1 Cor 13.8-13
At
the heart of this service is an act of prayer, when we read the names of those
we have loved who have died and light candles for them, remembering them before
God and one another. I hope all the other aspects of the service are helpful
too, but I know it’s that central act of prayer which is the focus, the moment
that’s most important tonight.
But
what is it we’re doing when we pray tonight?
That’s
a question that may be difficult to answer, and all our answers would probably
be different.
For
a start, the people we grieve were all different. A prayer for a much loved
parent who died peacefully in extreme old age will be different from a prayer
for someone who died before their time, or in tragic circumstances, or with whom
we had a troubled relationship.
Grief
changes over time, too, and so the prayers that express it change. I hesitate
to say that time heals, because sometimes it doesn’t feel like that at all, but
the desperate, raw prayer that screams at God in disbelief when we first hear
of a sudden death isn’t the same as the prayer we pray once we’ve lived with
that reality for months or years. That doesn’t mean our love has changed; it is
just that the human body can’t sustain that first, intense level of shock and
sadness forever, even if we wanted it to. As we mull over our memories repeatedly,
they gradually become part of the warp and weft of our life, familiar, quieter
sadnesses.
And,
of course, we may understand prayer differently because we have different ideas
about God. Some people here may picture an old man with a white beard when they
pray. In fact the Bible doesn’t very often describe God like that, but somehow
it is the image that seems to have stuck with people. For some that traditional image may be benign
and comforting, for others it may seem forbidding or distant. It usually
depends on the messages we received in childhood. Some may see they person of
Jesus in their mind’s eyes when they pray. Others may be praying to something
far less definitely formed. They may see God as light, love, peace, mystery. Sometimes when
people pray after a death, it is really those they mourn who they’re talking
to. Many people carry on holding conversations with those who’ve died for a
long time, if not forever. It is perfectly normal. When you’ve been talking to
someone every day for decades, it would be odd if you could suddenly stop doing
so simply because they’re not physically present. I am sure, too, that there
are people here who aren’t really talking to anyone – divine or human – but who
still value the time to remember and honour their memories.
What
are we doing tonight when we pray? Many things, and most of them we can’t
explain. Fortunately, though, no one is going to ask you to, because Christians
believe that there’s no exam to pass before we pray, no special technique we
need to master, no right or wrong way to do it. It’s just a matter of turning
up. Prayer is just us, as we are, being ourselves in the presence of God. We
don’t need to understand or articulate it. We just have to turn up.

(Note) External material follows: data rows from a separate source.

impl EngineRuntime {
    /// Spawn the runtime. Returns immediately with a handle.
    pub fn spawn(config: EngineConfig, options: RuntimeOptions) -> EngineHandle {
        let engine = Arc::new(Mutex::new(Engine::new(config.clone())));
        let (capture_tx, capture_rx) = mpsc::channel::<Vec<u8>>(256);
        let (command_tx, command_rx) = mpsc::channel::<EngineCommand>(16);
        let (config_tx, config_rx) = watch::channel(config.clone());
        let (notice_tx, notice_rx) = mpsc::channel::<EngineAction>(64);
        let cancel = CancellationToken::new();

        let worker = RuntimeWorker {
            engine: engine.clone(),
            options,
            capture_rx,
            command_rx,
            config_rx,
            notice_tx,
            cancel: cancel.clone(),
            tickets: TicketGate::new(),
            ring: TransmitRing::new(config.preconnect_buffer_bytes),
            backoff: ReconnectPolicy::new(
                Duration::from_millis(config.reconnect_base_ms),
                Duration::from_millis(config.reconnect_cap_ms),
            ),
            channel: None,
            retry_at: None,
            standby: false,
        };
        tokio::spawn(worker.run());

        EngineHandle {
            engine,
            capture_tx,
            command_tx,
            config_tx,
            notice_rx: tokio::sync::Mutex::new(notice_rx),
            cancel,
        }
    }
}

struct RuntimeWorker {
    engine: Arc<Mutex<Engine>>,
    options: RuntimeOptions,
    capture_rx: mpsc::Receiver<Vec<u8>>,
    command_rx: mpsc::Receiver<EngineCommand>,
    config_rx: watch::Receiver<EngineConfig>,
    notice_tx: mpsc::Sender<EngineAction>,
    cancel: CancellationToken,
    tickets: TicketGate,
    ring: TransmitRing,
    backoff: ReconnectPolicy,
    channel: Option<WsSessionChannel>,
    /// Next reconnect attempt, checked on the tick. `None` while connected,
    /// in standby, or after a fatal error.
    retry_at: Option<Instant>,
    standby: bool,
}

impl RuntimeWorker {
    async fn run(mut self) {
        let (event_tx, mut event_rx) = mpsc::channel::<SessionEvent>(256);

        let tick_ms = {
            let engine = self.engine.lock().expect("engine lock poisoned");
            engine.config().tick_ms
        };
        let mut tick = tokio::time::interval(Duration::from_millis(tick_ms));
        tick.set_missed_tick_behavior(tokio::time::MissedTickBehavior::Skip);

        self.connect(&event_tx).await;

        loop {
            tokio::select! {
                _ = self.cancel.cancelled() => {
                    break;
                }

                Some(frame) = self.capture_rx.recv() => {
                    if self.standby {
                        continue;
                    }
                    let actions = {
                        let mut engine = self.engine.lock().expect("engine lock poisoned");
                        engine.on_capture_frame(Instant::now(), &frame)
                    };
                    self.perform(actions).await;
                }

                Some(event) = event_rx.recv() => {
                    self.handle_session_event(event).await;
                }

                Some(command) = self.command_rx.recv() => {
                    self.handle_command(command, &event_tx).await;
                }

                _ = tick.tick() => {
                    if self.standby {
                        continue;
                    }
                    let now = Instant::now();
                    if self.channel.is_none() && matches!(self.retry_at, Some(at) if now >= at) {
                        self.retry_at = None;
                        self.connect(&event_tx).await;
                    }
                    let actions = {
                        let mut engine = self.engine.lock().expect("engine lock poisoned");
                        engine.tick(Instant::now())
                    };
                    self.perform(actions).await;
                }

                result = self.config_rx.changed() => {
                    if result.is_err() {
                        // All handles dropped; keep running until cancelled.
                        continue;
                    }
                    let config = self.config_rx.borrow_and_update().clone();
                    let mut engine = self.engine.lock().expect("engine lock poisoned");
                    engine.update_config(config);
                }
            }
        }

        if let Some(mut channel) = self.channel.take() {
            channel.disconnect().await;
        }
        tracing::info!("engine runtime stopped");
    }

    async fn connect(&mut self, event_tx: &mpsc::Sender<SessionEvent>) {
        let ticket = self.tickets.mint();
        let sample_rate = {
            let mut engine = self.engine.lock().expect("engine lock poisoned");
            engine.begin_connection(ticket);
            engine.config().sample_rate
        };

        match WsSessionChannel::connect(
            &self.options.endpoint,
            &self.options.api_key,
            ticket,
            &self.options.connect,
            sample_rate,
            event_tx.clone(),
        )
        .await
        {
            Ok(channel) => {
                self.backoff.reset();
                self.retry_at = None;
                // Audio captured while connecting goes out first, in order.
                if self.ring.take_overflow_notice() {
                    self.notify(EngineAction::Notice(
                        "some audio was dropped while connecting".to_string(),
                    ))
                    .await;
                }
                for chunk in self.ring.take_all() {
                    if let Ok(false) | Err(_) = channel.send_audio(&chunk).await {
                        break;
                    }
                }
                self.channel = Some(channel);
            }
            Err(e) => {
                tracing::warn!("connect failed: {e}");
                self.on_transport_failure(e.to_string()).await;
                self.schedule_retry();
            }
        }
    }

    /// Arm the next reconnect attempt; the tick performs it once due.
    fn schedule_retry(&mut self) {
        if self.standby {
            return;
        }
        let delay = self.backoff.next_delay();
        tracing::info!(delay_ms = delay.as_millis() as u64, "reconnect scheduled");
        self.retry_at = Some(Instant::now() + delay);
    }

    async fn handle_session_event(&mut self, event: SessionEvent) {
        if !self.tickets.is_live(event.ticket) {
            return;
        }

        match &event.kind {
            SessionEventKind::Closed => {
                self.on_transport_failure("connection closed".to_string())
                    .await;
                self.schedule_retry();
                return;
            }
            SessionEventKind::Error(msg) if classify_error(msg) == ErrorClass::Fatal => {
                let msg = msg.clone();
                self.tickets.revoke();
                self.channel = None;
                self.retry_at = None;
                {
                    let mut engine = self.engine.lock().expect("engine lock poisoned");
                    engine.on_connection_lost();
                    engine.set_session_state(SessionState::Disconnected);
                }
                self.notify(EngineAction::Notice(format!("fatal session error: {msg}")))
                    .await;
                return;
            }
            _ => {}
        }

        let actions = {
            let mut engine = self.engine.lock().expect("engine lock poisoned");
            engine.on_session_event(Instant::now(), event)
        };
        self.perform(actions).await;
    }

    async fn handle_command(
        &mut self,
        command: EngineCommand,
        event_tx: &mpsc::Sender<SessionEvent>,
    ) {
        match command {
            EngineCommand::Standby => {
                self.standby = true;
                self.tickets.revoke();
                self.retry_at = None;
                if let Some(mut channel) = self.channel.take() {
                    channel.disconnect().await;
                }
                let mut engine = self.engine.lock().expect("engine lock poisoned");
                engine.on_connection_lost();
                engine.set_session_state(SessionState::Standby);
            }
            EngineCommand::Resume => {
                if self.standby {
                    self.standby = false;
                    self.connect(event_tx).await;
                }
            }
        }
    }

    async fn on_transport_failure(&mut self, reason: String) {
        tracing::warn!(reason, "transport failure");
        self.channel = None;
        let mut engine = self.engine.lock().expect("engine lock poisoned");
        engine.on_connection_lost();
        engine.set_session_state(SessionState::Recovering);
    }

    async fn perform(&mut self, actions: Vec<EngineAction>) {
        let mut transport_down = false;
        for action in actions {
            match action {
                EngineAction::SendAudio(pcm) => match &self.channel {
                    Some(channel) => match channel.send_audio(&pcm).await {
                        Ok(true) => {}
                        Ok(false) | Err(_) => {
                            self.ring.push(pcm);
                            transport_down = true;
                        }
                    },
                    None => self.ring.push(pcm),
                },
                EngineAction::SendEndOfTurn => {
                    if let Some(channel) = &self.channel {
                        if let Err(e) = channel.send_end_of_turn().await {
                            tracing::warn!("end-of-turn send failed: {e}");
                            transport_down = true;
                        }
                    }
                }
                EngineAction::SendTextSignal(text) => {
                    if let Some(channel) = &self.channel {
                        if let Err(e) = channel.send_text_signal(&text).await {
                            tracing::warn!("text signal send failed: {e}");
                        }
                    }
                }
                action @ (EngineAction::Transcription(_) | EngineAction::Notice(_)) => {
                    self.notify(action).await;
                }
            }
        }

        if transport_down {
            self.on_transport_failure("send failed".to_string()).await;
            self.schedule_retry();
        }
    }

    async fn notify(&self, action: EngineAction) {
        if let Err(e) = self.notice_tx.try_send(action) {
            tracing::debug!("notice queue full, dropping: {e}");
        }
    }
}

“That will be heaven”, said the *poem I just read,
“to stand like the sunflower turned full
face to the sun”. Evangeline Paterson sees heaven as being like a perfect
act of prayer, being in God’s presence and “never
turning away again”. And in God’s presence everything else is present too. Even
the “circling planets hum with an utter
joy”, she says. And it seems to me that if “the circling planets” are in on the act, then surely, those we
mourn are also there, joining in the song.
Heaven,
for Evangeline Paterson, is a perfect act of prayer, when we are one with God,
and one with all that God has made, including those we love. So maybe that
means that our very momentary and imperfect times of prayer can give us a
glimpse of heaven too. Our Bible reading tonight reminded us that heaven is
where we finally see as we are see and know as we are known, fully and
joyfully. We may not be there yet. We may feel far off, but in prayer, we can
get a glimpse of that moment, an echo of that perfect peace and perfect oneness,
which will sustains us until we “never
turn away again”.
In
a moment the choir are going to sing a song from the Iona community to lead us
into our act of prayer and remembrance. “Listen
Lord; Listen Lord, not to our words but to our prayer” runs the chorus. It
is easy to get hung up on words – the words we pray, the words we use to talk
about prayer – but these will, at best, always be frustratingly imprecise,
never quite saying what we really mean. What
matters, this song remind us, is not the words, but the prayer itself, simply
turning up, and trusting that God – whatever we mean by God - has turned up
too. The fact that we are here is enough, with our memories, joyful and
sorrowful, with our thanks, with our regrets and our fears. This is our prayer.
The God who hears what we can’t say, and knows what we can’t express will do
the rest.
Amen
*Evangeline Paterson's poem can be found in "The heart's time" by Janet Morley, p.156, but a Google search will probably lead you to it as well.